Chapter 8 Claret

I lie in lapping waters.

Their gentle movement lifts me like a breath, depositing me on to something soft and squishy.

For a second, before my eyes flutter open, I think I’m still in Agamemnon’s bathtub, locked in a subtle dance with his dead body, negotiating our new power dynamic – him dead, me breathing freely for the first time in a decade.

But then my eyes open, and I see the moons.

So many moons, scything a pearly path across the sky.

I blink, thinking my eyes are still adjusting to my new surroundings, but the moons remain, impossible and round, a necklace on a sombre night’s neck.

Where am I? As the thread of memory unspools, so do my senses.

I smell salt, and I remember running. A briny breeze is dancing on my hair, and I remember dancing through a darkened sky.

Darkened … There was a creature made of shadows and rosewater, whispering sinister nonsense as it chased us.

And before that, there was white, and doors, and her.

Anassa. The would-be queen without a name who held my hand, convinced me not to slaughter her, all forest eyes and pretty lies … She must have brought us here.

Only, she couldn’t have. It was our hands together that unlocked the door, and then –

A sound like the fiery river of the Underworld, burning and screaming and flowing –

The raven curtain of her hair, glistening in starlight, obscuring her from view as she –

… She fell. We fell. There was no dancing. We were running for our lives and we opened up that door and by the gods, the fall that followed should have ended us.

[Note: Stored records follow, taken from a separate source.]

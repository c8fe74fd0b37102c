//! Background staleness sweep for the presence table.

use std::sync::Arc;
use std::time::Duration;

use parking_lot::Mutex;
use tokio::sync::watch;
use tokio::task::JoinHandle;

use crate::tracker::PresenceTracker;

/// Configuration for the presence service.
#[derive(Debug, Clone)]
pub struct PresenceConfig {
    /// Interval between staleness sweeps (default: 30s).
    pub sweep_interval: Duration,
}

impl Default for PresenceConfig {
    fn default() -> Self {
        Self {
            sweep_interval: Duration::from_secs(30),
        }
    }
}

impl PresenceConfig {
    /// Config for testing (short interval).
    pub fn for_testing() -> Self {
        Self {
            sweep_interval: Duration::from_millis(25),
        }
    }
}

/// Owns a shared [`PresenceTracker`] and runs its staleness sweep as a
/// background task.
///
/// The sweep is separate from the read path so `status`/`is_active` stay
/// O(1), at the cost of bounded staleness (at most one sweep interval).
pub struct PresenceService {
    tracker: Arc<PresenceTracker>,
    config: PresenceConfig,
    shutdown_tx: watch::Sender<bool>,
    task: Mutex<Option<JoinHandle<()>>>,
}

impl PresenceService {
    /// Create a service around an empty tracker.
    pub fn new(config: PresenceConfig) -> Self {
        let (shutdown_tx, _shutdown_rx) = watch::channel(false);
        Self {
            tracker: Arc::new(PresenceTracker::new()),
            config,
            shutdown_tx,
            task: Mutex::new(None),
        }
    }

    /// Shared handle to the tracker, for ingestion paths and UI reads.
    pub fn tracker(&self) -> Arc<PresenceTracker> {
        Arc::clone(&self.tracker)
    }

    /// Spawn the sweep task. Calling `start` twice is a no-op.
    pub fn start(&self) {
        let mut task = self.task.lock();
        if task.is_some() {
            return;
        }

        let tracker = Arc::clone(&self.tracker);
        let mut shutdown_rx = self.shutdown_tx.subscribe();
        let interval = self.config.sweep_interval;

        *task = Some(tokio::spawn(async move {
            let mut ticker = tokio::time::interval(interval);
            loop {
                tokio::select! {
                    _ = shutdown_rx.changed() => break,
                    _ = ticker.tick() => {
                        let demoted = tracker.sweep_stale();
                        if demoted > 0 {
                            tracing::debug!(demoted, "presence sweep demoted stale records");
                        }
                    }
                }
            }
            tracing::debug!("presence sweep task exited");
        }));

        tracing::info!(
            interval_ms = self.config.sweep_interval.as_millis() as u64,
            "presence service started"
        );
    }

    /// Signal shutdown and wait for the sweep task to exit.
    pub async fn stop(&self) {
        let _ = self.shutdown_tx.send(true);
        let handle = self.task.lock().take();
        if let Some(handle) = handle {
            let _ = handle.await;
        }
        tracing::info!("presence service stopped");
    }
}

impl Drop for PresenceService {
    fn drop(&mut self) {
        let _ = self.shutdown_tx.send(true);
        if let Some(handle) = self.task.lock().take() {
            handle.abort();
        }
    }
}
//! # Grove Expiration
//!
//! Background purge of expired content. Nodes may carry an absolute
//! expiration in their metadata; once it passes, the node and its entire
//! subtree must leave the local store.
//!
//! Two pieces:
//!
//! - [`ExpirationSweeper`] — one pass: list recent communities, walk each
//!   subtree collecting expired nodes, then delete their subtrees deepest
//!   first so no surviving node references a deleted parent.
//! - [`ExpirationService`] — schedules passes: one immediately, then one
//!   per interval until shutdown.
//!
//! Deletion is local-store-only. Other replicas are unaffected, and nothing
//! here guarantees expired content is unrecoverable — that is a
//! replication-layer concern.
//!
//! The sweeper keeps no state between passes: expiry is recomputed from
//! node metadata every time, never cached, so a pass that dies partway
//! costs nothing but one cycle of latency.

#![forbid(unsafe_code)]
#![warn(missing_docs)]

mod service;
mod sweeper;

pub use service::{ExpirationConfig, ExpirationService};
pub use sweeper::{ExpirationSweeper, PassSummary};
//! # Grove Core
//!
//! Foundation types for the Grove forest: the immutable content-addressed
//! node model, the opaque `(name, version) -> bytes` metadata extension map,
//! the presence/expiration slot codec, and the store abstraction the
//! background services run against.
//!
//! This crate holds no background tasks and no policy. Presence tracking
//! lives in `grove-presence`, subtree purging in `grove-expiration`; both
//! consume the traits and codecs defined here.
//!
//! ## Core concepts
//!
//! - **Node**: immutable, content-addressed unit in the shared tree. Carries
//!   author, creation timestamp, parent link, and a metadata map.
//! - **Metadata slot**: a `(name, version)` keyed byte entry used to attach
//!   optional typed data (activity status, expiration) without changing the
//!   node format. Slot readers distinguish "absent" (`Ok(None)`) from
//!   "present but malformed" (`Err`).
//! - **ForestStore**: the async store boundary — list community roots, walk
//!   a subtree pre-order, remove a subtree, add a node. `MemoryStore` is the
//!   in-process implementation used by tests and local tooling.

#![forbid(unsafe_code)]
#![warn(missing_docs)]

pub mod codec;
pub mod error;
pub mod metadata;
pub mod node;
pub mod store;

pub use codec::{
    activity_key, activity_metadata, decode_timestamp, encode_timestamp, expiration_key,
    invisible_key, read_expiration, read_status, status_slot, ttl_slot, PresenceStatus,
};
pub use error::{CodecError, StoreError, WalkError};
pub use metadata::{Metadata, MetadataKey};
pub use node::{AuthorId, Node, NodeId};
pub use store::{ForestStore, MemoryStore, NodeComposer, WalkVisitor};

I attempt to move my fingers but they’re buried, stuck in a substance that is cold and wet. I push harder. They come free.

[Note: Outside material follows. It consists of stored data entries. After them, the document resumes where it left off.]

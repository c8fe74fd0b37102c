//! # Grove Presence
//!
//! Per-author presence derived from heartbeat nodes. A live peer emits a
//! node every interval whose metadata claims a status (Active/Inactive) and
//! an absolute expiration; this crate folds those claims into an in-memory
//! table and ages them out when their TTL passes.
//!
//! Status is derived, never commanded: a peer cannot claim "active forever"
//! because every claim carries an expiration, so crashed peers and network
//! partitions naturally decay to Inactive without a leave message.
//!
//! Three pieces:
//!
//! - [`PresenceTracker`] — the table itself: `handle_node` ingestion with
//!   last-writer-wins-by-creation-time conflict resolution, O(1)
//!   `status`/`is_active` reads, and a `sweep_stale` demotion pass.
//! - [`PresenceService`] — runs the staleness sweep on an interval as a
//!   background task with cooperative shutdown.
//! - [`HeartbeatService`] — the emitting side: periodic Active heartbeats
//!   per community, and a final Inactive announcement on sign-off.
//!
//! The table is pure runtime state. It is not persisted and is not rebuilt
//! from history; after a restart every author reads Inactive until a fresh
//! heartbeat arrives.

#![forbid(unsafe_code)]
#![warn(missing_docs)]

mod heartbeat;
mod service;
mod tracker;

pub use heartbeat::{HeartbeatConfig, HeartbeatService};
pub use service::{PresenceConfig, PresenceService};
pub use tracker::{PresenceRecord, PresenceTracker};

Slowly, testing for any injuries and broken bones that would prevent my moving, I raise them to my face, examining them in that multiplying moonlight.

My hands are whole, unbroken. Caked in moist sand.

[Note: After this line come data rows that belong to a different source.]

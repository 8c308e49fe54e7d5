//! Decompiling the GDEF attachment point and ligature caret data

use std::collections::BTreeMap;

use write_fonts::{
    read::{
        tables::gdef::{self as rgdef, Gdef},
        ReadError,
    },
    types::GlyphId16,
};

use crate::common;

/// A single ligature caret position.
#[derive(Clone, Copy, Debug, PartialEq, Eq)]
pub enum Caret {
    /// A coordinate on the text axis.
    Coordinate(i16),
    /// A contour point index.
    PointIndex(u16),
}

/// The decompiled attachment data of a GDEF table.
#[derive(Clone, Debug, Default, PartialEq, Eq)]
pub struct GdefTable {
    pub version: (u16, u16),
    /// glyph -> attachment point indices
    pub attach_points: BTreeMap<GlyphId16, Vec<u16>>,
    /// ligature glyph -> caret positions, in component order
    pub lig_carets: BTreeMap<GlyphId16, Vec<Caret>>,
    /// mark glyph sets, in declared order
    pub mark_glyph_sets: Vec<Vec<GlyphId16>>,
}

pub fn unbuild_gdef(table: &Gdef) -> Result<GdefTable, ReadError> {
    let version = table.version();
    let attach_points = match table.attach_list().transpose()? {
        Some(list) => unbuild_attach_list(&list)?,
        None => BTreeMap::new(),
    };
    let lig_carets = match table.lig_caret_list().transpose()? {
        Some(list) => unbuild_lig_caret_list(&list)?,
        None => BTreeMap::new(),
    };
    let mark_glyph_sets = match table.mark_glyph_sets_def().transpose()? {
        Some(sets) => unbuild_mark_glyph_sets(&sets)?,
        None => Vec::new(),
    };
    Ok(GdefTable {
        version: (version.major, version.minor),
        attach_points,
        lig_carets,
        mark_glyph_sets,
    })
}

pub(crate) fn unbuild_attach_list(
    list: &rgdef::AttachList,
) -> Result<BTreeMap<GlyphId16, Vec<u16>>, ReadError> {
    let coverage = list.coverage()?;
    let mut points = BTreeMap::new();
    for (gid, attach) in coverage.iter().zip(list.attach_points().iter()) {
        let attach = attach?;
        points.insert(
            gid,
            attach.point_indices().iter().map(|idx| idx.get()).collect(),
        );
    }
    Ok(points)
}

pub(crate) fn unbuild_lig_caret_list(
    list: &rgdef::LigCaretList,
) -> Result<BTreeMap<GlyphId16, Vec<Caret>>, ReadError> {
    let coverage = list.coverage()?;
    let mut carets = BTreeMap::new();
    for (gid, lig_glyph) in coverage.iter().zip(list.lig_glyphs().iter()) {
        let lig_glyph = lig_glyph?;
        let values = lig_glyph
            .caret_values()
            .iter()
            .map(|caret| Ok(unbuild_caret(&caret?)))
            .collect::<Result<_, ReadError>>()?;
        carets.insert(gid, values);
    }
    Ok(carets)
}

fn unbuild_caret(caret: &rgdef::CaretValue) -> Caret {
    match caret {
        rgdef::CaretValue::Format1(caret) => Caret::Coordinate(caret.coordinate()),
        rgdef::CaretValue::Format2(caret) => Caret::PointIndex(caret.caret_value_point_index()),
        // the device table only matters under variations
        rgdef::CaretValue::Format3(caret) => Caret::Coordinate(caret.coordinate()),
    }
}

pub(crate) fn unbuild_mark_glyph_sets(
    sets: &rgdef::MarkGlyphSets,
) -> Result<Vec<Vec<GlyphId16>>, ReadError> {
    sets.coverages()
        .iter()
        .map(|cov| Ok(common::unbuild_coverage(&cov?)))
        .collect()
}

I venture to move my head next, and it complies.

On my right, jutting black rocks and shiny pebbles give way to volcanic sand laced with frothy waves, which are currently washing me ashore.

Something glitters in my line of sight, just out of reach.

My knife. I must have dropped it as we fell.

This little blade was supposed to be my one-time accomplice, a sharp tool to cement my rule.

I didn’t think it would become such an extension of my will that I’d feel lost without it.

Then again, nothing of my previous life could have prepared me for this long, long day.

White fogs, and disappearing doors, and falling through the starry sky …

And landing in a world that once again is not my own, going by the number of opalescent orbs above.

At least I’m not entirely defenceless. With great effort, I push myself to the side and crawl away from the waters, the black sand soft and strangely warm under my nails.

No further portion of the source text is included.